Current guidelines for the treatment of RA highlight the need for a flexible approach to treatment, including the opportunity to switch treatments if response is inadequate or therapy is poorly tolerated, and to provide combination therapy for patients with unfavorable prognostic features.2, 27 The tofacitinib Phase 2 program has provided preliminary evidence of its utility both as monotherapy and in combination with MTX. Overall Phase 2 data indicated that doses ≥ 5 mg twice daily consistently provided clinically meaningful efficacy versus placebo, while the 15 and 30 mg twice‐daily doses did not provide substantial improvements compared with 10 mg twice daily. Model‐based methods were applied to characterize the dose‐response profile with improved precision to inform further the selection of 5 and 10 mg twice‐daily doses for Phase 3 studies.19 Based on the results from these Phase 2 studies, tofacitinib has now completed six Phase 3 studies for the treatment of patients with active RA.28, 29, 30, 31, 32, 33 Moreover, tofacitinib dosed at 5 or 10 mg twice daily in patients with RA has demonstrated a consistent safety profile and sustained efficacy throughout 72 months in open‐label long‐term extension studies.
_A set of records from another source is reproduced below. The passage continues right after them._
use crate::seed::SeedPattern;
use serde::{Deserialize, Serialize};
use std::{
    fs,
    path::{Path, PathBuf},
    time::Instant,
};

pub const SETTINGS_FILE_NAME: &str = "rd_settings.json";
pub const SETTINGS_PATH_ENV: &str = "RD_SETTINGS";
pub const DEFAULT_PING_PONG_STEPS: u32 = 60;
const MAX_PING_PONG_STEPS: u32 = 1000;

// ============================================================================
// PARAMETERS
// ============================================================================

/// Gray-Scott scalars forwarded untouched to the simulation shader.
#[derive(Debug, Clone, Copy, PartialEq, Serialize, Deserialize)]
#[serde(default)]
pub struct SimulationParams {
    pub feed: f32,
    pub kill: f32,
    pub diffusion_a: f32,
    pub diffusion_b: f32,
    pub timestep: f32,
}

impl Default for SimulationParams {
    fn default() -> Self {
        Self {
            feed: 0.054,
            kill: 0.062,
            diffusion_a: 0.2097,
            diffusion_b: 0.105,
            timestep: 1.0,
        }
    }
}

#[derive(Debug, Clone, Copy, PartialEq, Eq, Default, Serialize, Deserialize)]
#[serde(rename_all = "snake_case")]
pub enum RenderingStyle {
    #[default]
    Grayscale,
    RedSand,
    PurpleFungus,
    Radioactive,
}

impl RenderingStyle {
    pub const ALL: [RenderingStyle; 4] = [
        RenderingStyle::Grayscale,
        RenderingStyle::RedSand,
        RenderingStyle::PurpleFungus,
        RenderingStyle::Radioactive,
    ];

    /// Value of the `rendering_style` uniform understood by the display shader.
    pub fn shader_id(self) -> u32 {
        self as u32
    }

    pub fn next(self) -> Self {
        Self::ALL[(self.shader_id() as usize + 1) % Self::ALL.len()]
    }
}

#[derive(Debug, Clone, Copy, PartialEq, Default, Serialize, Deserialize)]
#[serde(default)]
pub struct DisplayParams {
    pub rendering_style: RenderingStyle,
}

#[derive(Debug, Clone, PartialEq, Serialize, Deserialize)]
#[serde(default)]
pub struct Parameters {
    pub canvas_width: u32,
    pub canvas_height: u32,
    /// Simulation passes run per displayed frame.
    pub ping_pong_steps: u32,
    pub simulation: SimulationParams,
    pub display: DisplayParams,
    pub seed: SeedPattern,
}

impl Default for Parameters {
    fn default() -> Self {
        Self {
            canvas_width: 900,
            canvas_height: 900,
            ping_pong_steps: DEFAULT_PING_PONG_STEPS,
            simulation: SimulationParams::default(),
            display: DisplayParams::default(),
            seed: SeedPattern::default(),
        }
    }
}

impl Parameters {
    pub fn default_path() -> PathBuf {
        if let Some(path) = std::env::var_os(SETTINGS_PATH_ENV) {
            return PathBuf::from(path);
        }
        std::env::current_dir()
            .unwrap_or_else(|_| PathBuf::from("."))
            .join(SETTINGS_FILE_NAME)
    }

    pub fn load_from_disk(path: &Path) -> anyhow::Result<Self> {
        let data = fs::read_to_string(path)?;
        let mut params: Parameters = serde_json::from_str(&data)?;
        params.sanitize();
        Ok(params)
    }

    /// Loads the settings file if present, falling back to defaults.
    pub fn load_or_default(path: &Path) -> Self {
        if !path.exists() {
            log::info!("No settings file at {}, using defaults", path.display());
            return Self::default();
        }
        match Self::load_from_disk(path) {
            Ok(params) => {
                log::info!("Loaded settings from {}", path.display());
                params
            }
            Err(err) => {
                log::warn!(
                    "Failed to read settings from {}: {err:?}; using defaults",
                    path.display()
                );
                Self::default()
            }
        }
    }

    pub fn sanitize(&mut self) {
        self.canvas_width = self.canvas_width.max(1);
        self.canvas_height = self.canvas_height.max(1);
        self.ping_pong_steps = self.ping_pong_steps.clamp(1, MAX_PING_PONG_STEPS);
        let sim = &mut self.simulation;
        sim.feed = sim.feed.clamp(0.0, 0.1);
        sim.kill = sim.kill.clamp(0.0, 0.1);
        sim.diffusion_a = sim.diffusion_a.clamp(0.0, 1.0);
        sim.diffusion_b = sim.diffusion_b.clamp(0.0, 1.0);
        sim.timestep = sim.timestep.clamp(0.0, 2.0);
        self.seed.sanitize();
    }
}

// ============================================================================
// APPLICATION CONTEXT
// ============================================================================

/// Shared mutable state owned by the application root.
///
/// Input handlers write to it between frames; the frame driver reads it at
/// the start of every frame.
#[derive(Debug)]
pub struct AppContext {
    pub params: Parameters,
    pub paused: bool,
    pub started_at: Instant,
    pending_resize: Option<(u32, u32)>,
    minimized: bool,
}

impl AppContext {
    pub fn new(params: Parameters) -> Self {
        Self {
            params,
            paused: false,
            started_at: Instant::now(),
            pending_resize: None,
            minimized: false,
        }
    }

    pub fn toggle_pause(&mut self) -> bool {
        self.paused = !self.paused;
        self.paused
    }

    /// Records a resize to be applied before the next frame's iterations.
    /// Later requests replace earlier ones. A zero extent marks the window as
    /// minimized and keeps the current surfaces.
    pub fn request_resize(&mut self, width: u32, height: u32) {
        self.minimized = width == 0 || height == 0;
        if self.minimized {
            self.pending_resize = None;
        } else {
            self.pending_resize = Some((width, height));
        }
    }

    /// True while the window has no drawable area. Nothing refreshes a hidden
    /// surface, so no ticks run until the next non-zero resize.
    pub fn is_minimized(&self) -> bool {
        self.minimized
    }

    pub fn take_pending_resize(&mut self) -> Option<(u32, u32)> {
        self.pending_resize.take()
    }

    pub fn elapsed_seconds(&self) -> f32 {
        self.started_at.elapsed().as_secs_f32()
    }
}

#[cfg(test)]
mod tests {
    use super::*;

    #[test]
    fn missing_fields_take_defaults() {
        let params: Parameters =
            serde_json::from_str(r#"{ "ping_pong_steps": 8, "simulation": { "feed": 0.03 } }"#)
                .unwrap();
        assert_eq!(params.ping_pong_steps, 8);
        assert_eq!(params.simulation.feed, 0.03);
        assert_eq!(params.simulation.kill, SimulationParams::default().kill);
        assert_eq!(params.canvas_width, 900);
        assert_eq!(params.seed, SeedPattern::default());
    }

    #[test]
    fn seed_and_style_deserialize_from_snake_case() {
        let params: Parameters = serde_json::from_str(
            r#"{ "seed": { "kind": "square", "size": 20.0 }, "display": { "rendering_style": "red_sand" } }"#,
        )
        .unwrap();
        assert_eq!(params.seed, SeedPattern::Square { size: 20.0 });
        assert_eq!(params.display.rendering_style, RenderingStyle::RedSand);
    }

    #[test]
    fn sanitize_enforces_positive_canvas_and_steps() {
        let mut params = Parameters {
            canvas_width: 0,
            canvas_height: 0,
            ping_pong_steps: 0,
            ..Parameters::default()
        };
        params.simulation.feed = 5.0;
        params.sanitize();
        assert_eq!((params.canvas_width, params.canvas_height), (1, 1));
        assert_eq!(params.ping_pong_steps, 1);
        assert_eq!(params.simulation.feed, 0.1);
    }

    #[test]
    fn load_or_default_survives_malformed_file() {
        let path = std::env::temp_dir().join(format!("rd_settings_bad_{}.json", std::process::id()));
        fs::write(&path, "{ not json").unwrap();
        let params = Parameters::load_or_default(&path);
        assert_eq!(params, Parameters::default());
        fs::remove_file(&path).unwrap();
    }

    #[test]
    fn load_from_disk_sanitizes() {
        let path = std::env::temp_dir().join(format!("rd_settings_ok_{}.json", std::process::id()));
        fs::write(&path, r#"{ "ping_pong_steps": 100000 }"#).unwrap();
        let params = Parameters::load_from_disk(&path).unwrap();
        assert_eq!(params.ping_pong_steps, MAX_PING_PONG_STEPS);
        fs::remove_file(&path).unwrap();
    }

    #[test]
    fn rendering_style_cycles() {
        let mut style = RenderingStyle::Grayscale;
        for _ in 0..RenderingStyle::ALL.len() {
            style = style.next();
        }
        assert_eq!(style, RenderingStyle::Grayscale);
        assert_eq!(RenderingStyle::Radioactive.shader_id(), 3);
    }

    #[test]
    fn resize_requests_coalesce() {
        let mut ctx = AppContext::new(Parameters::default());
        ctx.request_resize(100, 100);
        ctx.request_resize(400, 300);
        assert_eq!(ctx.take_pending_resize(), Some((400, 300)));
        assert_eq!(ctx.take_pending_resize(), None);
        assert!(ctx.toggle_pause());
        assert!(!ctx.toggle_pause());
    }

    #[test]
    fn zero_extent_marks_minimized_until_restored() {
        let mut ctx = AppContext::new(Parameters::default());
        ctx.request_resize(640, 480);
        ctx.request_resize(0, 0);
        assert!(ctx.is_minimized());
        assert_eq!(ctx.take_pending_resize(), None);

        ctx.request_resize(1024, 0);
        assert!(ctx.is_minimized());

        ctx.request_resize(1024, 768);
        assert!(!ctx.is_minimized());
        assert_eq!(ctx.take_pending_resize(), Some((1024, 768)));
    }
}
In summary, in five Phase 2 studies, tofacitinib, an oral JAK inhibitor, demonstrated a consistent safety profile, statistically significant and clinically meaningful reductions in the signs and symptoms of RA, and improvements in physical function and PROs. Efficacy with 5 and 10 mg twice daily was achieved rapidly and sustained for periods of up to 24 weeks. The safety profile was considered manageable and confirmed in Phase 3 and open‐label long‐term extension studies.

Author contributions

DG, KK, TK, SK, GW, BW, and SHZ were involved in the conception and design of the study/analyses. DG and SK performed the data and statistical analyses. RF, JK, YT, and EK were involved in data acquisition. All authors were involved in data interpretation and manuscript drafting, reviewing, and development.

Supporting information

Figure S1 Overview of cytokine signaling through the JAK‐STAT pathway. JAK, Janus kinase; P, phosphate group; STAT, signal transducer and activator of transcription. Reprinted by permission from Macmillan Publishers Ltd: Nature Reviews Immunology; 3: 900–911, copyright 2003.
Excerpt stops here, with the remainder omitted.